Likewise, large type, large margins, large indentations, triple-spacing, increased leading (space between lines), increased kerning (space between letters), and any other such attempts at “padding” to increase the length of a paper are unacceptable, wasteful of trees, and will not fool your professor.
The paper must be neatly formatted, double-spaced with a one-inch margin on the top, bottom, and sides of each page. When submitting hard copy, be sure to use white paper and print out using dark ink. If it is hard to read your essay, it will also be hard to follow your argument.
Communication is so very important. There are multiple ways to communicate with me:
DNP835 All Modules Discussions
After reading the learning materials for this module develop three challenges to healthcare and provide a short discussion of possible nursing leadership interventions.

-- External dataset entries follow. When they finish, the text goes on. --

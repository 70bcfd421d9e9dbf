use crate::domain::prediction::{Role, Scope, Source};
use serde::Serialize;
use serde_json::Value;

#[derive(Debug, Clone, Copy, PartialEq, Eq, Serialize)]
#[serde(rename_all = "snake_case")]
pub enum FetchStrategy {
    OnlyPlatform,
    ScopedPlusPlatform,
}

impl FetchStrategy {
    pub fn call_count(self) -> usize {
        match self {
            FetchStrategy::OnlyPlatform => 2,
            FetchStrategy::ScopedPlusPlatform => 4,
        }
    }
}

pub fn resolve_fetch_strategy(role: Option<&Role>) -> FetchStrategy {
    match role {
        Some(Role::SuperAdmin) => FetchStrategy::OnlyPlatform,
        _ => FetchStrategy::ScopedPlusPlatform,
    }
}

pub fn resolve_default_scope(role: Option<&Role>) -> Scope {
    match role {
        Some(Role::SuperAdmin) => Scope::System,
        Some(Role::OrgAdmin | Role::OrgMember | Role::TenantAdmin) => Scope::Organization,
        Some(Role::User | Role::Other(_)) | None => Scope::Personal,
    }
}

pub fn resolve_record_scope(raw: &Value, role: Option<&Role>, source: Source) -> Scope {
    if source == Source::Platform {
        return Scope::System;
    }

    ["access_level", "organization_access"]
        .iter()
        .filter_map(|key| raw.get(*key).and_then(Value::as_str))
        .find_map(Scope::from_access_level)
        .unwrap_or_else(|| inferred_record_scope(role))
}

fn inferred_record_scope(role: Option<&Role>) -> Scope {
    match role {
        Some(Role::OrgAdmin | Role::OrgMember) => Scope::Organization,
        _ => Scope::Personal,
    }
}
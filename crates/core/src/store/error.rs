use std::fmt;

const NOT_AUTHENTICATED: &str = "User not authenticated";
const FALLBACK_FETCH_MESSAGE: &str = "Failed to fetch predictions";

#[derive(Debug, Clone, PartialEq, Eq)]
pub enum FetchError {
    NotAuthenticated,
    FetchFailed(String),
}

impl FetchError {
    pub fn fetch_failed(message: impl Into<String>) -> Self {
        let message = message.into();
        if message.trim().is_empty() {
            FetchError::FetchFailed(FALLBACK_FETCH_MESSAGE.to_string())
        } else {
            FetchError::FetchFailed(message)
        }
    }
}

impl fmt::Display for FetchError {
    fn fmt(&self, f: &mut fmt::Formatter<'_>) -> fmt::Result {
        match self {
            FetchError::NotAuthenticated => f.write_str(NOT_AUTHENTICATED),
            FetchError::FetchFailed(message) => f.write_str(message),
        }
    }
}

impl std::error::Error for FetchError {}

#[cfg(test)]
mod tests {
    use super::*;

    #[test]
    fn not_authenticated_message_is_stable() {
        assert_eq!(FetchError::NotAuthenticated.to_string(), "User not authenticated");
    }

    #[test]
    fn empty_failure_message_gets_fallback() {
        assert_eq!(
            FetchError::fetch_failed("  ").to_string(),
            "Failed to fetch predictions"
        );
        assert_eq!(FetchError::fetch_failed("boom").to_string(), "boom");
    }
}
use crate::config::Settings;
use anyhow::{Context, Result};
use reqwest::header::{HeaderMap, HeaderValue, AUTHORIZATION};
use reqwest::StatusCode;
use serde_json::Value;
use std::fmt;
use std::time::Duration;

const DEFAULT_RETRIES: u32 = 2;
const MAX_DETAIL_CHARS: usize = 200;

const DEFAULT_SCOPED_ANNUAL_PATH: &str = "/predictions/annual";
const DEFAULT_SCOPED_QUARTERLY_PATH: &str = "/predictions/quarterly";
const DEFAULT_PLATFORM_ANNUAL_PATH: &str = "/predictions/annual/system";
const DEFAULT_PLATFORM_QUARTERLY_PATH: &str = "/predictions/quarterly/system";

#[async_trait::async_trait]
pub trait PredictionEndpoints: Send + Sync {
    async fn get_scoped_annual(&self, page: u32, size: u32) -> Result<Value>;

    async fn get_scoped_quarterly(&self, page: u32, size: u32) -> Result<Value>;

    async fn get_platform_annual(&self, page: u32, size: u32) -> Result<Value>;

    async fn get_platform_quarterly(&self, page: u32, size: u32) -> Result<Value>;
}

#[derive(Debug, Clone)]
pub struct EndpointError {
    pub endpoint: String,
    pub status: Option<u16>,
    pub detail: String,
}

impl EndpointError {
    pub fn is_unauthorized(&self) -> bool {
        self.status == Some(StatusCode::UNAUTHORIZED.as_u16())
    }
}

impl fmt::Display for EndpointError {
    fn fmt(&self, f: &mut fmt::Formatter<'_>) -> fmt::Result {
        match self.status {
            Some(status) => write!(
                f,
                "prediction endpoint error (endpoint={}, status={status}): {}",
                self.endpoint, self.detail
            ),
            None => write!(
                f,
                "prediction endpoint error (endpoint={}): {}",
                self.endpoint, self.detail
            ),
        }
    }
}

impl std::error::Error for EndpointError {}

#[derive(Debug, Clone)]
struct EndpointPaths {
    scoped_annual: String,
    scoped_quarterly: String,
    platform_annual: String,
    platform_quarterly: String,
}

impl EndpointPaths {
    fn from_env() -> Self {
        Self {
            scoped_annual: path_from_env(
                "PREDICTIONS_SCOPED_ANNUAL_PATH",
                DEFAULT_SCOPED_ANNUAL_PATH,
            ),
            scoped_quarterly: path_from_env(
                "PREDICTIONS_SCOPED_QUARTERLY_PATH",
                DEFAULT_SCOPED_QUARTERLY_PATH,
            ),
            platform_annual: path_from_env(
                "PREDICTIONS_PLATFORM_ANNUAL_PATH",
                DEFAULT_PLATFORM_ANNUAL_PATH,
            ),
            platform_quarterly: path_from_env(
                "PREDICTIONS_PLATFORM_QUARTERLY_PATH",
                DEFAULT_PLATFORM_QUARTERLY_PATH,
            ),
        }
    }
}

#[derive(Debug, Clone)]
pub struct HttpPredictionEndpoints {
    http: reqwest::Client,
    base_url: String,
    token: Option<String>,
    paths: EndpointPaths,
    retries: u32,
}

impl HttpPredictionEndpoints {
    pub fn from_settings(settings: &Settings) -> Result<Self> {
        let base_url = settings.require_predictions_api_base_url()?.to_string();
        let token = settings.predictions_api_token.clone();

        let retries = std::env::var("PREDICTIONS_API_RETRIES")
            .ok()
            .and_then(|s| s.parse::<u32>().ok())
            .unwrap_or(DEFAULT_RETRIES)
            .max(1);

        let http = reqwest::Client::builder()
            .timeout(Duration::from_secs(settings.predictions_api_timeout_secs))
            .build()
            .context("failed to build predictions http client")?;

        Ok(Self {
            http,
            base_url,
            token,
            paths: EndpointPaths::from_env(),
            retries,
        })
    }

    fn url(&self, path: &str) -> String {
        format!("{}{}", self.base_url.trim_end_matches('/'), path)
    }

    fn headers(&self) -> Result<HeaderMap> {
        let mut headers = HeaderMap::new();
        if let Some(token) = &self.token {
            headers.insert(AUTHORIZATION, HeaderValue::from_str(&format!("Bearer {token}"))?);
        }
        Ok(headers)
    }

    async fn fetch_once(&self, path: &str, page: u32, size: u32) -> Result<Value> {
        let res = self
            .http
            .get(self.url(path))
            .headers(self.headers()?)
            .query(&[("page", page), ("size", size)])
            .send()
            .await
            .with_context(|| format!("predictions request failed (endpoint={path})"))?;

        let status = res.status();
        let text = res
            .text()
            .await
            .with_context(|| format!("failed to read predictions response (endpoint={path})"))?;

        if !status.is_success() {
            return Err(EndpointError {
                endpoint: path.to_string(),
                status: Some(status.as_u16()),
                detail: body_excerpt(&text),
            }
            .into());
        }

        serde_json::from_str::<Value>(&text).with_context(|| {
            format!(
                "predictions response is not valid JSON (endpoint={path}, bytes={})",
                text.len()
            )
        })
    }

    async fn fetch_page(&self, path: &str, page: u32, size: u32) -> Result<Value> {
        let mut attempt: u32 = 0;
        loop {
            attempt += 1;
            match self.fetch_once(path, page, size).await {
                Ok(body) => return Ok(body),
                Err(err) => {
                    if attempt >= self.retries || !is_retryable(&err) {
                        return Err(err);
                    }
                    let backoff = Duration::from_millis(250 << (attempt - 1));
                    tracing::warn!(
                        attempt,
                        endpoint = path,
                        ?backoff,
                        error = %err,
                        "predictions fetch failed; retrying"
                    );
                    tokio::time::sleep(backoff).await;
                }
            }
        }
    }
}

#[async_trait::async_trait]
impl PredictionEndpoints for HttpPredictionEndpoints {
    async fn get_scoped_annual(&self, page: u32, size: u32) -> Result<Value> {
        self.fetch_page(&self.paths.scoped_annual, page, size).await
    }

    async fn get_scoped_quarterly(&self, page: u32, size: u32) -> Result<Value> {
        self.fetch_page(&self.paths.scoped_quarterly, page, size).await
    }

    async fn get_platform_annual(&self, page: u32, size: u32) -> Result<Value> {
        self.fetch_page(&self.paths.platform_annual, page, size).await
    }

    async fn get_platform_quarterly(&self, page: u32, size: u32) -> Result<Value> {
        self.fetch_page(&self.paths.platform_quarterly, page, size).await
    }
}

fn is_retryable(err: &anyhow::Error) -> bool {
    match err.downcast_ref::<EndpointError>() {
        Some(e) => !matches!(e.status, Some(s) if (400..500).contains(&s)),
        None => true,
    }
}

fn body_excerpt(text: &str) -> String {
    let collapsed = text.split_whitespace().collect::<Vec<_>>().join(" ");
    match collapsed.char_indices().nth(MAX_DETAIL_CHARS) {
        Some((cut, _)) => format!("{}...", &collapsed[..cut]),
        None => collapsed,
    }
}

fn path_from_env(key: &str, default: &str) -> String {
    let path = std::env::var(key)
        .ok()
        .filter(|s| !s.trim().is_empty())
        .unwrap_or_else(|| default.to_string());
    if path.starts_with('/') {
        path
    } else {
        format!("/{path}")
    }
}

#[cfg(test)]
mod tests {
    use super::*;

    fn endpoint_error(status: Option<u16>) -> anyhow::Error {
        EndpointError {
            endpoint: "/predictions/annual".to_string(),
            status,
            detail: "nope".to_string(),
        }
        .into()
    }

    #[test]
    fn client_errors_are_not_retried() {
        assert!(!is_retryable(&endpoint_error(Some(401))));
        assert!(!is_retryable(&endpoint_error(Some(404))));
        assert!(is_retryable(&endpoint_error(Some(503))));
        assert!(is_retryable(&anyhow::anyhow!("connection reset")));
    }

    #[test]
    fn display_includes_endpoint_and_status() {
        let err = EndpointError {
            endpoint: "/predictions/quarterly".to_string(),
            status: Some(401),
            detail: "token expired".to_string(),
        };
        assert!(err.is_unauthorized());
        assert_eq!(
            err.to_string(),
            "prediction endpoint error (endpoint=/predictions/quarterly, status=401): token expired"
        );
    }

    #[test]
    fn error_detail_is_a_short_single_line_excerpt() {
        let page = format!("<html>\n<body>{}</body>\n</html>", "Bad Gateway ".repeat(100));
        let excerpt = body_excerpt(&page);
        assert!(!excerpt.contains('\n'));
        assert!(excerpt.starts_with("<html> <body>Bad Gateway"));
        assert_eq!(excerpt.chars().count(), MAX_DETAIL_CHARS + 3);
        assert!(excerpt.ends_with("..."));

        assert_eq!(body_excerpt("  token   expired "), "token expired");
    }

    #[test]
    fn url_joins_base_and_path() {
        let settings = Settings {
            predictions_api_base_url: Some("https://api.example.com/v1/".to_string()),
            ..Settings::default()
        };
        let client = HttpPredictionEndpoints::from_settings(&settings).unwrap();
        assert_eq!(
            client.url("/predictions/annual"),
            "https://api.example.com/v1/predictions/annual"
        );
    }

    #[test]
    fn from_settings_requires_base_url() {
        assert!(HttpPredictionEndpoints::from_settings(&Settings::default()).is_err());
    }
}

Discuss how the nursing leadership role is instrumental in providing effective healthcare delivery.
Discuss value-based healthcare delivery. Include the role of nursing in this delivery paradigm.
Discuss how nursing leadership influences value-based healthcare delivery in systems management.
Identify a changing cultural dynamic in your community. Include discussion on how this dynamic is influencing the way healthcare is and will be delivered. DNP835 All Modules Discussions
As a nursing leader you are ask to identify the cultural challenges that will be facing your staff in the next five years. Discuss how you would recognize these needs and what tools you will use to develop a response to the challenges. DNP835 All Modules Discussions
Discuss transformational leadership as relates to the role of a nursing manager.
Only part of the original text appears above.